__Aim of the exercise__: Go through the entries and set each one down exactly.

__Materials provided__:
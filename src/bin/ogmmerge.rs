//! Builds an OGM file from WAV, MP3, AC3, SRT and Ogg Vorbis inputs.

use anyhow::{anyhow, bail, Context};
use clap::Parser;
use ogmkit::config::{Config, TimestampRule};
use ogmkit::format::ogm::chapters::read_chapter_file;
use ogmkit::format::ogm::merge::{open_input, InputOptions, MuxSession};
use ogmkit::format::ogm::split::parse_time;
use ogmkit::format::ogm::{AudioSync, Range};
use ogmkit::format::WriteSink;
use ogmkit::utils::init_logging;
use std::path::PathBuf;
use std::process::ExitCode;

#[derive(Parser, Debug)]
#[command(name = "ogmmerge")]
#[command(version)]
#[command(about = "Multiplexes audio and subtitle files into one OGM file")]
#[command(after_help = "Per input options take the one-based input number first, \
    e.g. `--sync 2:-200` plays input 2 200 ms earlier.")]
struct Args {
    /// Output file
    #[arg(short, long)]
    output: PathBuf,

    /// Input files
    #[arg(required = true)]
    inputs: Vec<PathBuf>,

    /// Audio displacement `N:ms[,linear]`
    #[arg(short, long, value_name = "N:MS[,LINEAR]")]
    sync: Vec<String>,

    /// Part of an input to keep, `N:start-end` in seconds or HH:MM:SS.mmm
    #[arg(short, long, value_name = "N:START-END")]
    range: Vec<String>,

    /// Comment for an input's stream, `N:TAG=value`
    #[arg(short, long, value_name = "N:TAG=VALUE")]
    comment: Vec<String>,

    /// Chapter file whose entries are added to the first stream's comments
    #[arg(long, value_name = "FILE")]
    chapters: Option<PathBuf>,

    /// Skip empty packets in the inputs
    #[arg(long)]
    omit_empty_packets: bool,

    /// Flush a page after every packet
    #[arg(long)]
    force_flushing: bool,

    /// previous, xiph or own
    #[arg(long)]
    timestamp_rule: Option<TimestampRule>,

    /// More log output; repeat for more detail
    #[arg(short, long, action = clap::ArgAction::Count)]
    verbose: u8,
}

/// Splits `N:rest` into a zero-based input index and the rest.
fn per_input(arg: &str, inputs: usize) -> anyhow::Result<(usize, &str)> {
    let (number, rest) = arg
        .split_once(':')
        .ok_or_else(|| anyhow!("'{}' lacks the input number", arg))?;
    let number: usize = number
        .trim()
        .parse()
        .with_context(|| format!("bad input number in '{}'", arg))?;
    if number == 0 || number > inputs {
        bail!("'{}' refers to input {} of {}", arg, number, inputs);
    }
    Ok((number - 1, rest))
}

fn parse_sync(s: &str) -> anyhow::Result<AudioSync> {
    let (ms, linear) = match s.split_once(',') {
        Some((ms, linear)) => (ms, Some(linear)),
        None => (s, None),
    };
    let displacement: i64 = ms.trim().parse().with_context(|| format!("bad sync '{}'", s))?;
    let linear = match linear {
        Some(l) => l.trim().parse().with_context(|| format!("bad sync factor '{}'", s))?,
        None => 1.0,
    };
    if linear <= 0.0 {
        bail!("sync factor must be positive in '{}'", s);
    }
    Ok(AudioSync::new(displacement, linear))
}

fn parse_range(s: &str) -> anyhow::Result<Range> {
    let (start, end) = s
        .split_once('-')
        .ok_or_else(|| anyhow!("range '{}' is not start-end", s))?;
    let start = if start.is_empty() { 0.0 } else { parse_time(start)? };
    let end = if end.is_empty() { 0.0 } else { parse_time(end)? };
    if end != 0.0 && end <= start {
        bail!("range '{}' ends before it starts", s);
    }
    Ok(Range::new(start, end))
}

fn run(args: Args) -> anyhow::Result<()> {
    let mut config = Config::load().context("reading the configuration")?;
    config.omit_empty_packets |= args.omit_empty_packets;
    config.force_flushing |= args.force_flushing;
    if let Some(rule) = args.timestamp_rule {
        config.timestamp_rule = rule;
    }

    let mut options = vec![InputOptions::default(); args.inputs.len()];
    for arg in &args.sync {
        let (i, rest) = per_input(arg, options.len())?;
        options[i].sync = parse_sync(rest)?;
    }
    for arg in &args.range {
        let (i, rest) = per_input(arg, options.len())?;
        options[i].range = parse_range(rest)?;
    }
    for arg in &args.comment {
        let (i, rest) = per_input(arg, options.len())?;
        options[i].comments.push(rest.to_string());
    }
    if let Some(path) = &args.chapters {
        let chapters = read_chapter_file(path, &config.vendor)?;
        options[0].comments.extend(chapters.iter().map(str::to_string));
    }

    let sink = WriteSink::create(&args.output)?;
    let mut session = MuxSession::new(sink);
    for (path, options) in args.inputs.iter().zip(&options) {
        let serial = session.next_serial();
        let input = open_input(path, serial, options, &config)
            .with_context(|| format!("opening '{}'", path.display()))?;
        session.add(input)?;
    }
    let (_, summary) = session.run()?;
    log::info!(
        "{}: {} streams, {} bytes",
        args.output.display(),
        summary.streams,
        summary.bytes_written
    );
    Ok(())
}

fn main() -> ExitCode {
    let args = Args::parse();
    init_logging(args.verbose);
    match run(args) {
        Ok(()) => ExitCode::SUCCESS,
        Err(e) => {
            eprintln!("ogmmerge: {:#}", e);
            ExitCode::FAILURE
        }
    }
}

#[cfg(test)]
mod tests {
    use super::*;

    #[test]
    fn test_per_input_args() {
        assert_eq!(per_input("2:-200", 2).unwrap(), (1, "-200"));
        assert!(per_input("3:0", 2).is_err());
        assert!(per_input("0", 2).is_err());
        assert_eq!(parse_sync("-200,0.5").unwrap(), AudioSync::new(-200, 0.5));
        assert!(parse_sync("x").is_err());
        assert_eq!(parse_range("1-0:00:02.5").unwrap(), Range::new(1.0, 2.5));
        assert_eq!(parse_range("30-").unwrap(), Range::new(30.0, 0.0));
        assert!(parse_range("5-2").is_err());
    }
}
/// Kind of elementary stream carried in an OGM file.
#[derive(Debug, Clone, Copy, PartialEq, Eq, Hash)]
pub enum StreamKind {
    /// Native Vorbis audio with its three header packets.
    Vorbis,
    /// Legacy audio (PCM, MP3, AC3, ...).
    Audio,
    /// Legacy video.
    Video,
    /// Plain text subtitles.
    Text,
    /// Bitmap subtitles (vobsub).
    Image,
    /// Seek index referencing a video stream.
    Index,
}

impl StreamKind {
    /// Single letter used in stream listings and demuxed file names. Vorbis
    /// shares the audio letter and numbering.
    pub fn letter(&self) -> char {
        match self {
            StreamKind::Vorbis => 'a',
            StreamKind::Audio => 'a',
            StreamKind::Video => 'v',
            StreamKind::Text => 't',
            StreamKind::Image => 'i',
            StreamKind::Index => 'x',
        }
    }

    pub fn is_text(&self) -> bool {
        matches!(self, StreamKind::Text | StreamKind::Image)
    }

    pub fn is_audio(&self) -> bool {
        matches!(self, StreamKind::Vorbis | StreamKind::Audio)
    }

    pub fn name(&self) -> &'static str {
        match self {
            StreamKind::Vorbis => "vorbis",
            StreamKind::Audio => "audio",
            StreamKind::Video => "video",
            StreamKind::Text => "text",
            StreamKind::Image => "image",
            StreamKind::Index => "index",
        }
    }
}

mod packet;
pub use packet::*;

__Exercise solution__:
filename src/bin/ogmmerge.rs
//! Builds an OGM file from WAV, MP3, AC3, SRT and Ogg Vorbis inputs.

use anyhow::{anyhow, bail, Context};
use clap::Parser;
use ogmkit::config::{Config, TimestampRule};
use ogmkit::format::ogm::chapters::read_chapter_file;
use ogmkit::format::ogm::merge::{open_input, InputOptions, MuxSession};
use ogmkit::format::ogm::split::parse_time;
use ogmkit::format::ogm::{AudioSync, Range};
use ogmkit::format::WriteSink;
use ogmkit::utils::init_logging;
use std::path::PathBuf;
use std::process::ExitCode;

#[derive(Parser, Debug)]
#[command(name = "ogmmerge")]
#[command(version)]
#[command(about = "Multiplexes audio and subtitle files into one OGM file")]
#[command(after_help = "Per input options take the one-based input number first, \
    e.g. `--sync 2:-200` plays input 2 200 ms earlier.")]
struct Args {
    /// Output file
    #[arg(short, long)]
    output: PathBuf,

    /// Input files
    #[arg(required = true)]
    inputs: Vec<PathBuf>,

    /// Audio displacement `N:ms[,linear]`
    #[arg(short, long, value_name = "N:MS[,LINEAR]")]
    sync: Vec<String>,

    /// Part of an input to keep, `N:start-end` in seconds or HH:MM:SS.mmm
    #[arg(short, long, value_name = "N:START-END")]
    range: Vec<String>,

    /// Comment for an input's stream, `N:TAG=value`
    #[arg(short, long, value_name = "N:TAG=VALUE")]
    comment: Vec<String>,

    /// Chapter file whose entries are added to the first stream's comments
    #[arg(long, value_name = "FILE")]
    chapters: Option<PathBuf>,

    /// Skip empty packets in the inputs
    #[arg(long)]
    omit_empty_packets: bool,

    /// Flush a page after every packet
    #[arg(long)]
    force_flushing: bool,

    /// previous, xiph or own
    #[arg(long)]
    timestamp_rule: Option<TimestampRule>,

    /// More log output; repeat for more detail
    #[arg(short, long, action = clap::ArgAction::Count)]
    verbose: u8,
}

/// Splits `N:rest` into a zero-based input index and the rest.
fn per_input(arg: &str, inputs: usize) -> anyhow::Result<(usize, &str)> {
    let (number, rest) = arg
        .split_once(':')
        .ok_or_else(|| anyhow!("'{}' lacks the input number", arg))?;
    let number: usize = number
        .trim()
        .parse()
        .with_context(|| format!("bad input number in '{}'", arg))?;
    if number == 0 || number > inputs {
        bail!("'{}' refers to input {} of {}", arg, number, inputs);
    }
    Ok((number - 1, rest))
}

fn parse_sync(s: &str) -> anyhow::Result<AudioSync> {
    let (ms, linear) = match s.split_once(',') {
        Some((ms, linear)) => (ms, Some(linear)),
        None => (s, None),
    };
    let displacement: i64 = ms.trim().parse().with_context(|| format!("bad sync '{}'", s))?;
    let linear = match linear {
        Some(l) => l.trim().parse().with_context(|| format!("bad sync factor '{}'", s))?,
        None => 1.0,
    };
    if linear <= 0.0 {
        bail!("sync factor must be positive in '{}'", s);
    }
    Ok(AudioSync::new(displacement, linear))
}

fn parse_range(s: &str) -> anyhow::Result<Range> {
    let (start, end) = s
        .split_once('-')
        .ok_or_else(|| anyhow!("range '{}' is not start-end", s))?;
    let start = if start.is_empty() { 0.0 } else { parse_time(start)? };
    let end = if end.is_empty() { 0.0 } else { parse_time(end)? };
    if end != 0.0 && end <= start {
        bail!("range '{}' ends before it starts", s);
    }
    Ok(Range::new(start, end))
}

fn run(args: Args) -> anyhow::Result<()> {
    let mut config = Config::load().context("reading the configuration")?;
    config.omit_empty_packets |= args.omit_empty_packets;
    config.force_flushing |= args.force_flushing;
    if let Some(rule) = args.timestamp_rule {
        config.timestamp_rule = rule;
    }

    let mut options = vec![InputOptions::default(); args.inputs.len()];
    for arg in &args.sync {
        let (i, rest) = per_input(arg, options.len())?;
        options[i].sync = parse_sync(rest)?;
    }
    for arg in &args.range {
        let (i, rest) = per_input(arg, options.len())?;
        options[i].range = parse_range(rest)?;
    }
    for arg in &args.comment {
        let (i, rest) = per_input(arg, options.len())?;
        options[i].comments.push(rest.to_string());
    }
    if let Some(path) = &args.chapters {
        let chapters = read_chapter_file(path, &config.vendor)?;
        options[0].comments.extend(chapters.iter().map(str::to_string));
    }

    let sink = WriteSink::create(&args.output)?;
    let mut session = MuxSession::new(sink);
    for (path, options) in args.inputs.iter().zip(&options) {
        let serial = session.next_serial();
        let input = open_input(path, serial, options, &config)
            .with_context(|| format!("opening '{}'", path.display()))?;
        session.add(input)?;
    }
    let (_, summary) = session.run()?;
    log::info!(
        "{}: {} streams, {} bytes",
        args.output.display(),
        summary.streams,
        summary.bytes_written
    );
    Ok(())
}

fn main() -> ExitCode {
    let args = Args::parse();
    init_logging(args.verbose);
    match run(args) {
        Ok(()) => ExitCode::SUCCESS,
        Err(e) => {
            eprintln!("ogmmerge: {:#}", e);
            ExitCode::FAILURE
        }
    }
}

#[cfg(test)]
mod tests {
    use super::*;

    #[test]
    fn test_per_input_args() {
        assert_eq!(per_input("2:-200", 2).unwrap(), (1, "-200"));
        assert!(per_input("3:0", 2).is_err());
        assert!(per_input("0", 2).is_err());
        assert_eq!(parse_sync("-200,0.5").unwrap(), AudioSync::new(-200, 0.5));
        assert!(parse_sync("x").is_err());
        assert_eq!(parse_range("1-0:00:02.5").unwrap(), Range::new(1.0, 2.5));
        assert_eq!(parse_range("30-").unwrap(), Range::new(30.0, 0.0));
        assert!(parse_range("5-2").is_err());
    }
}
/// Kind of elementary stream carried in an OGM file.
#[derive(Debug, Clone, Copy, PartialEq, Eq, Hash)]
pub enum StreamKind {
    /// Native Vorbis audio with its three header packets.
    Vorbis,
    /// Legacy audio (PCM, MP3, AC3, ...).
    Audio,
    /// Legacy video.
    Video,
    /// Plain text subtitles.
    Text,
    /// Bitmap subtitles (vobsub).
    Image,
    /// Seek index referencing a video stream.
    Index,
}

impl StreamKind {
    /// Single letter used in stream listings and demuxed file names. Vorbis
    /// shares the audio letter and numbering.
    pub fn letter(&self) -> char {
        match self {
            StreamKind::Vorbis => 'a',
            StreamKind::Audio => 'a',
            StreamKind::Video => 'v',
            StreamKind::Text => 't',
            StreamKind::Image => 'i',
            StreamKind::Index => 'x',
        }
    }

    pub fn is_text(&self) -> bool {
        matches!(self, StreamKind::Text | StreamKind::Image)
    }

    pub fn is_audio(&self) -> bool {
        matches!(self, StreamKind::Vorbis | StreamKind::Audio)
    }

    pub fn name(&self) -> &'static str {
        match self {
            StreamKind::Vorbis => "vorbis",
            StreamKind::Audio => "audio",
            StreamKind::Video => "video",
            StreamKind::Text => "text",
            StreamKind::Image => "image",
            StreamKind::Index => "index",
        }
    }
}

mod packet;
pub use packet::*;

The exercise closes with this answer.